Gamelin et al., suggested that adrenal insufficiency might be underdiagnosed in patients with non-Hodgkin lymphoma. They found adrenal failure in four of 127 patients with non-Hodgkin lymphoma with bilateral adrenal involvement (16). Moreover, involvement of other sites outside the adrenals is rare at presentation, but later in the course of the disease, there is a propensity for generalized involvement of multiple organs such as the liver, stomach, and central nervous system (6, 10, 17, 18).

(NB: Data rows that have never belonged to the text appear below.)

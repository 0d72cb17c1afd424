//! `/api/portfolio` and `/api/watchlist` handlers.

use axum::extract::rejection::JsonRejection;
use axum::extract::{Path, State};
use axum::http::StatusCode;
use axum::routing::{delete, get};
use axum::{Json, Router};
use serde::Deserialize;
use tickerdeck_core::dashboard::{self, PortfolioSummary, WatchlistQuote};
use tickerdeck_core::{Holding, NewHolding, Symbol, WatchlistEntry};

use crate::error::ApiError;
use crate::state::AppState;

pub fn router() -> Router<AppState> {
    Router::new()
        .route("/api/portfolio", get(portfolio).post(add_holding))
        .route("/api/portfolio/:id", delete(remove_holding))
        .route("/api/watchlist", get(watchlist).post(add_to_watchlist))
        .route("/api/watchlist/:id", delete(remove_from_watchlist))
}

#[derive(Debug, Deserialize)]
pub struct NewWatchlistEntry {
    pub symbol: Symbol,
}

async fn portfolio(State(state): State<AppState>) -> Json<PortfolioSummary> {
    let holdings = state.repository.holdings();
    Json(dashboard::portfolio_summary(&state.service, holdings).await)
}

async fn add_holding(
    State(state): State<AppState>,
    payload: Result<Json<NewHolding>, JsonRejection>,
) -> Result<(StatusCode, Json<Holding>), ApiError> {
    let Json(holding) = payload?;
    let created = state.repository.add_holding(holding)?;
    Ok((StatusCode::CREATED, Json(created)))
}

async fn remove_holding(
    State(state): State<AppState>,
    Path(id): Path<u64>,
) -> Result<Json<Holding>, ApiError> {
    Ok(Json(state.repository.remove_holding(id)?))
}

async fn watchlist(State(state): State<AppState>) -> Json<Vec<WatchlistQuote>> {
    let entries = state.repository.watchlist();
    Json(dashboard::watchlist_quotes(&state.service, entries).await)
}

async fn add_to_watchlist(
    State(state): State<AppState>,
    payload: Result<Json<NewWatchlistEntry>, JsonRejection>,
) -> Result<(StatusCode, Json<WatchlistEntry>), ApiError> {
    let Json(entry) = payload?;
    let created = state.repository.add_to_watchlist(entry.symbol)?;
    tracing::debug!(id = created.id, symbol = %created.symbol, "watchlist entry added");
    Ok((StatusCode::CREATED, Json(created)))
}

async fn remove_from_watchlist(
    State(state): State<AppState>,
    Path(id): Path<u64>,
) -> Result<Json<WatchlistEntry>, ApiError> {
    Ok(Json(state.repository.remove_from_watchlist(id)?))
}
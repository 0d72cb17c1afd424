use std::fmt::{Display, Formatter};
use std::str::FromStr;

use serde::{Deserialize, Serialize};
use time::Duration;

use crate::ValidationError;

/// Sampling period of a time series.
#[derive(Debug, Clone, Copy, PartialEq, Eq, Hash, Serialize, Deserialize)]
pub enum Granularity {
    #[serde(rename = "5min")]
    FiveMinutes,
    #[serde(rename = "60min")]
    SixtyMinutes,
    #[serde(rename = "daily")]
    Daily,
    #[serde(rename = "weekly")]
    Weekly,
    #[serde(rename = "monthly")]
    Monthly,
}

impl Granularity {
    pub const ALL: [Self; 5] = [
        Self::FiveMinutes,
        Self::SixtyMinutes,
        Self::Daily,
        Self::Weekly,
        Self::Monthly,
    ];

    pub const fn as_str(self) -> &'static str {
        match self {
            Self::FiveMinutes => "5min",
            Self::SixtyMinutes => "60min",
            Self::Daily => "daily",
            Self::Weekly => "weekly",
            Self::Monthly => "monthly",
        }
    }

    /// Name of the canonical container holding this granularity's candles.
    pub const fn container_key(self) -> &'static str {
        match self {
            Self::FiveMinutes => "Time Series (5min)",
            Self::SixtyMinutes => "Time Series (60min)",
            Self::Daily => "Time Series (Daily)",
            Self::Weekly => "Weekly Time Series",
            Self::Monthly => "Monthly Time Series",
        }
    }

    pub const fn is_intraday(self) -> bool {
        matches!(self, Self::FiveMinutes | Self::SixtyMinutes)
    }

    /// Bucket width for intraday granularities.
    pub fn intraday_step(self) -> Option<Duration> {
        match self {
            Self::FiveMinutes => Some(Duration::minutes(5)),
            Self::SixtyMinutes => Some(Duration::minutes(60)),
            Self::Daily | Self::Weekly | Self::Monthly => None,
        }
    }

    pub(crate) const fn description(self) -> &'static str {
        match self {
            Self::FiveMinutes => "Intraday (5min) open, high, low, close prices and volume",
            Self::SixtyMinutes => "Intraday (60min) open, high, low, close prices and volume",
            Self::Daily => "Daily Prices (open, high, low, close) and Volumes",
            Self::Weekly => "Weekly Prices (open, high, low, close) and Volumes",
            Self::Monthly => "Monthly Prices (open, high, low, close) and Volumes",
        }
    }

    /// Parses the `interval` query parameter of the intraday endpoint.
    pub fn parse_intraday(value: &str) -> Result<Self, ValidationError> {
        match value.trim().to_ascii_lowercase().as_str() {
            "5min" => Ok(Self::FiveMinutes),
            "60min" => Ok(Self::SixtyMinutes),
            other => Err(ValidationError::InvalidInterval {
                value: other.to_owned(),
            }),
        }
    }
}

impl Display for Granularity {
    fn fmt(&self, f: &mut Formatter<'_>) -> std::fmt::Result {
        f.write_str(self.as_str())
    }
}

impl FromStr for Granularity {
    type Err = ValidationError;

    fn from_str(value: &str) -> Result<Self, Self::Err> {
        match value.trim().to_ascii_lowercase().as_str() {
            "daily" => Ok(Self::Daily),
            "weekly" => Ok(Self::Weekly),
            "monthly" => Ok(Self::Monthly),
            other => Self::parse_intraday(other),
        }
    }
}

#[cfg(test)]
mod tests {
    use super::*;

    #[test]
    fn container_keys_are_distinct_per_granularity() {
        let keys = Granularity::ALL.map(Granularity::container_key);
        for (index, key) in keys.iter().enumerate() {
            assert!(!keys[index + 1..].contains(key), "duplicate key {key}");
        }
        assert_eq!(Granularity::Daily.container_key(), "Time Series (Daily)");
        assert_eq!(Granularity::Weekly.container_key(), "Weekly Time Series");
    }

    #[test]
    fn parses_intraday_interval() {
        assert_eq!(
            Granularity::parse_intraday("60MIN").expect("must parse"),
            Granularity::SixtyMinutes
        );
        let err = Granularity::parse_intraday("15min").expect_err("must fail");
        assert!(matches!(err, ValidationError::InvalidInterval { .. }));
    }

    #[test]
    fn round_trips_through_display() {
        for granularity in Granularity::ALL {
            let parsed = Granularity::from_str(&granularity.to_string()).expect("must parse");
            assert_eq!(parsed, granularity);
        }
    }
}
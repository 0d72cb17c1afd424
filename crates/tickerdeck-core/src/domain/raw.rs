//! Provider-shaped records as they arrive from the upstream API.
//!
//! Field lists are exhaustive for what the normalizer reads. Numeric fields
//! stay loosely typed ([`RawNumber`]) until [`coerce`] pins them to `f64`.

use serde::Deserialize;

/// A numeric field that may arrive as a JSON number, a numeric string, or a
/// `{ "raw": 1.23, "fmt": "1.23" }` wrapper.
#[derive(Debug, Clone, PartialEq, Deserialize)]
#[serde(untagged)]
pub enum RawNumber {
    Number(f64),
    Text(String),
    Wrapped {
        #[serde(default)]
        raw: Option<f64>,
    },
}

impl RawNumber {
    /// Finite value carried by this field, if any.
    pub fn value(&self) -> Option<f64> {
        let value = match self {
            Self::Number(value) => Some(*value),
            Self::Text(text) => text
                .trim()
                .trim_end_matches('%')
                .replace(',', "")
                .parse::<f64>()
                .ok(),
            Self::Wrapped { raw } => *raw,
        };
        value.filter(|value| value.is_finite())
    }
}

impl From<f64> for RawNumber {
    fn from(value: f64) -> Self {
        Self::Number(value)
    }
}

impl From<&str> for RawNumber {
    fn from(value: &str) -> Self {
        Self::Text(value.to_owned())
    }
}

/// Coerces an optional provider number; absent or unparseable input is `0.0`.
pub fn coerce(value: Option<&RawNumber>) -> f64 {
    value.and_then(RawNumber::value).unwrap_or(0.0)
}

/// Raw quote record (`/v7/finance/quote` result item).
#[derive(Debug, Clone, Default, PartialEq, Deserialize)]
#[serde(rename_all = "camelCase")]
pub struct ProviderQuote {
    #[serde(default)]
    pub symbol: String,
    #[serde(default)]
    pub short_name: Option<String>,
    #[serde(default)]
    pub currency: Option<String>,
    #[serde(default)]
    pub regular_market_open: Option<RawNumber>,
    #[serde(default)]
    pub regular_market_day_high: Option<RawNumber>,
    #[serde(default)]
    pub regular_market_day_low: Option<RawNumber>,
    #[serde(default)]
    pub regular_market_price: Option<RawNumber>,
    #[serde(default)]
    pub regular_market_volume: Option<RawNumber>,
    #[serde(default)]
    pub regular_market_previous_close: Option<RawNumber>,
    #[serde(default)]
    pub regular_market_change: Option<RawNumber>,
    #[serde(default)]
    pub regular_market_change_percent: Option<RawNumber>,
    /// Unix seconds of the last trade.
    #[serde(default)]
    pub regular_market_time: Option<RawNumber>,
}

/// One historical bar, already unzipped from the provider's columnar layout.
#[derive(Debug, Clone, Copy, Default, PartialEq)]
pub struct ProviderBar {
    /// Unix seconds at bucket start.
    pub timestamp: i64,
    pub open: Option<f64>,
    pub high: Option<f64>,
    pub low: Option<f64>,
    pub close: Option<f64>,
    pub volume: Option<f64>,
}

/// Raw search match (`/v1/finance/search` `quotes[]`).
#[derive(Debug, Clone, Default, PartialEq, Deserialize)]
pub struct ProviderSearchMatch {
    #[serde(default)]
    pub symbol: String,
    #[serde(rename = "shortname", default)]
    pub short_name: Option<String>,
    #[serde(rename = "longname", default)]
    pub long_name: Option<String>,
    #[serde(rename = "quoteType", default)]
    pub quote_type: Option<String>,
    #[serde(rename = "typeDisp", default)]
    pub type_display: Option<String>,
    #[serde(default)]
    pub exchange: Option<String>,
    #[serde(default)]
    pub score: Option<RawNumber>,
}

/// Raw news item (`/v1/finance/search` `news[]`).
#[derive(Debug, Clone, Default, PartialEq, Deserialize)]
#[serde(rename_all = "camelCase")]
pub struct ProviderNewsItem {
    #[serde(default)]
    pub uuid: String,
    #[serde(default)]
    pub title: String,
    #[serde(default)]
    pub summary: Option<String>,
    #[serde(default)]
    pub link: String,
    #[serde(default)]
    pub publisher: Option<String>,
    #[serde(default)]
    pub provider_publish_time: Option<i64>,
    #[serde(rename = "type", default)]
    pub kind: Option<String>,
    #[serde(default)]
    pub thumbnail: Option<ProviderThumbnail>,
    #[serde(default)]
    pub related_tickers: Vec<String>,
}

#[derive(Debug, Clone, Default, PartialEq, Deserialize)]
pub struct ProviderThumbnail {
    #[serde(default)]
    pub resolutions: Vec<ProviderImage>,
}

#[derive(Debug, Clone, Default, PartialEq, Deserialize)]
pub struct ProviderImage {
    pub url: String,
    #[serde(default)]
    pub width: Option<u32>,
}

impl ProviderNewsItem {
    /// Widest thumbnail offered, used as the banner image.
    pub fn banner_url(&self) -> Option<&str> {
        self.thumbnail
            .as_ref()?
            .resolutions
            .iter()
            .max_by_key(|image| image.width.unwrap_or(0))
            .map(|image| image.url.as_str())
    }
}
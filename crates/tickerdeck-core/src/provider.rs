//! Upstream provider contract and request/error types.
//!
//! | Call | Request | Raw result |
//! |------|---------|------------|
//! | [`fetch_quote`](MarketDataProvider::fetch_quote) | [`Symbol`] | [`ProviderQuote`] |
//! | [`fetch_search`](MarketDataProvider::fetch_search) | [`SearchRequest`] | [`ProviderSearchMatch`] list |
//! | [`fetch_historical`](MarketDataProvider::fetch_historical) | [`HistoricalRequest`] | [`ProviderBar`] list, possibly empty |
//! | [`fetch_news`](MarketDataProvider::fetch_news) | [`Symbol`] + limit | [`ProviderNewsItem`] list |
//!
//! Providers never retry; a failed call surfaces immediately and the
//! service layer decides how to degrade.

use std::fmt::{Display, Formatter};
use std::future::Future;
use std::pin::Pin;

use crate::domain::{ProviderBar, ProviderNewsItem, ProviderQuote, ProviderSearchMatch};
use crate::{Granularity, ProviderId, Symbol};

/// Boxed future returned by every provider call.
pub type ProviderFuture<'a, T> = Pin<Box<dyn Future<Output = Result<T, ProviderError>> + Send + 'a>>;

/// Provider failure classification.
#[derive(Debug, Clone, Copy, PartialEq, Eq)]
pub enum ProviderErrorKind {
    NotFound,
    Upstream,
    RateLimited,
    InvalidRequest,
}

/// Structured provider error.
#[derive(Debug, Clone, PartialEq, Eq)]
pub struct ProviderError {
    kind: ProviderErrorKind,
    message: String,
}

impl ProviderError {
    pub fn not_found(message: impl Into<String>) -> Self {
        Self::new(ProviderErrorKind::NotFound, message)
    }

    pub fn upstream(message: impl Into<String>) -> Self {
        Self::new(ProviderErrorKind::Upstream, message)
    }

    pub fn rate_limited(message: impl Into<String>) -> Self {
        Self::new(ProviderErrorKind::RateLimited, message)
    }

    pub fn invalid_request(message: impl Into<String>) -> Self {
        Self::new(ProviderErrorKind::InvalidRequest, message)
    }

    fn new(kind: ProviderErrorKind, message: impl Into<String>) -> Self {
        Self {
            kind,
            message: message.into(),
        }
    }

    pub const fn kind(&self) -> ProviderErrorKind {
        self.kind
    }

    pub fn message(&self) -> &str {
        &self.message
    }

    pub const fn is_not_found(&self) -> bool {
        matches!(self.kind, ProviderErrorKind::NotFound)
    }

    pub const fn code(&self) -> &'static str {
        match self.kind {
            ProviderErrorKind::NotFound => "provider.not_found",
            ProviderErrorKind::Upstream => "provider.upstream",
            ProviderErrorKind::RateLimited => "provider.rate_limited",
            ProviderErrorKind::InvalidRequest => "provider.invalid_request",
        }
    }
}

impl Display for ProviderError {
    fn fmt(&self, f: &mut Formatter<'_>) -> std::fmt::Result {
        write!(f, "{} ({})", self.message, self.code())
    }
}

impl std::error::Error for ProviderError {}

/// Search request payload.
#[derive(Debug, Clone, PartialEq, Eq)]
pub struct SearchRequest {
    pub query: String,
    pub limit: usize,
}

impl SearchRequest {
    pub fn new(query: impl Into<String>, limit: usize) -> Result<Self, ProviderError> {
        let query = query.into().trim().to_owned();
        if query.is_empty() {
            return Err(ProviderError::invalid_request("search query must not be empty"));
        }
        if limit == 0 {
            return Err(ProviderError::invalid_request(
                "search limit must be greater than zero",
            ));
        }
        Ok(Self { query, limit })
    }
}

/// How far back a historical request reaches.
#[derive(Debug, Clone, Copy, PartialEq, Eq)]
pub enum HistoryRange {
    OneDay,
    FiveDays,
    OneMonth,
    ThreeMonths,
    OneYear,
    FiveYears,
    Max,
}

impl HistoryRange {
    pub const fn as_str(self) -> &'static str {
        match self {
            Self::OneDay => "1d",
            Self::FiveDays => "5d",
            Self::OneMonth => "1mo",
            Self::ThreeMonths => "3mo",
            Self::OneYear => "1y",
            Self::FiveYears => "5y",
            Self::Max => "max",
        }
    }

    /// Range wide enough to fill a full canonical series of `granularity`.
    pub const fn default_for(granularity: Granularity) -> Self {
        match granularity {
            Granularity::FiveMinutes => Self::OneDay,
            Granularity::SixtyMinutes => Self::OneMonth,
            Granularity::Daily => Self::ThreeMonths,
            Granularity::Weekly => Self::FiveYears,
            Granularity::Monthly => Self::Max,
        }
    }
}

/// Historical bars request.
#[derive(Debug, Clone, PartialEq, Eq)]
pub struct HistoricalRequest {
    pub symbol: Symbol,
    pub granularity: Granularity,
    pub range: HistoryRange,
}

impl HistoricalRequest {
    pub fn new(symbol: Symbol, granularity: Granularity) -> Self {
        Self {
            symbol,
            granularity,
            range: HistoryRange::default_for(granularity),
        }
    }

    pub fn with_range(mut self, range: HistoryRange) -> Self {
        self.range = range;
        self
    }
}

/// Upstream market-data provider.
///
/// Implementations must be `Send + Sync`; one instance is shared by every
/// request handler.
pub trait MarketDataProvider: Send + Sync {
    fn id(&self) -> ProviderId;

    /// Fetches the latest quote. An unknown symbol is
    /// [`ProviderErrorKind::NotFound`].
    fn fetch_quote<'a>(&'a self, symbol: &'a Symbol) -> ProviderFuture<'a, ProviderQuote>;

    /// Fetches matches in provider relevance order.
    fn fetch_search<'a>(
        &'a self,
        request: &'a SearchRequest,
    ) -> ProviderFuture<'a, Vec<ProviderSearchMatch>>;

    /// Fetches bars ordered by timestamp; an empty list is a valid answer.
    fn fetch_historical<'a>(
        &'a self,
        request: &'a HistoricalRequest,
    ) -> ProviderFuture<'a, Vec<ProviderBar>>;

    fn fetch_news<'a>(
        &'a self,
        symbol: &'a Symbol,
        limit: usize,
    ) -> ProviderFuture<'a, Vec<ProviderNewsItem>>;
}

Imaging study with non-enhanced and then contrast-enhanced CT scans are primarily used to characterize the tumor. Density on CT scan is variable, but high Hounsfield score, low percentage of contrast wash-out, and large size of the tumor indicate its malignant nature. Further evaluation by histology is required to confirm the diagnosis, for which percutaneous ultrasound or CT-guided, and/or surgical biopsy are recommended (2, 5). Subsequent immunohistochemical studies have important implications to manage and determine the tumor prognosis (10).
At present, chemotherapy is the first-line treatment of PAL (5, 19), but the role of radiotherapy is unclear (6, 10). Furthermore, some authors recommended using laparoscopic adrenalectomy as adjuvant to chemotherapy for large masses. More recently, autologous peripheral blood stem cell transplantation is considered as a possible therapeutic option, especially in young patients (10, 11, 20). In this regard, some authors reported encouraging results, but its use should be individualized and favorable responses are achieved mainly in early stages of the disease. However, due to inadequate data and limited follow-up period in most cases, definite conclusion about the optimal treatment modality is not possible.
Primary adrenal lymphoma is extremely rare and should be considered in the differential diagnosis of bilateral adrenal masses. Moreover, adrenal failure is a common complication in patients with bilateral lesions. Since the development of Addisonian crisis can contribute to the patient’s morbidity and mortality, immediate glucocorticoid replacement therapy is recommended when adrenal insufficiency is suspected.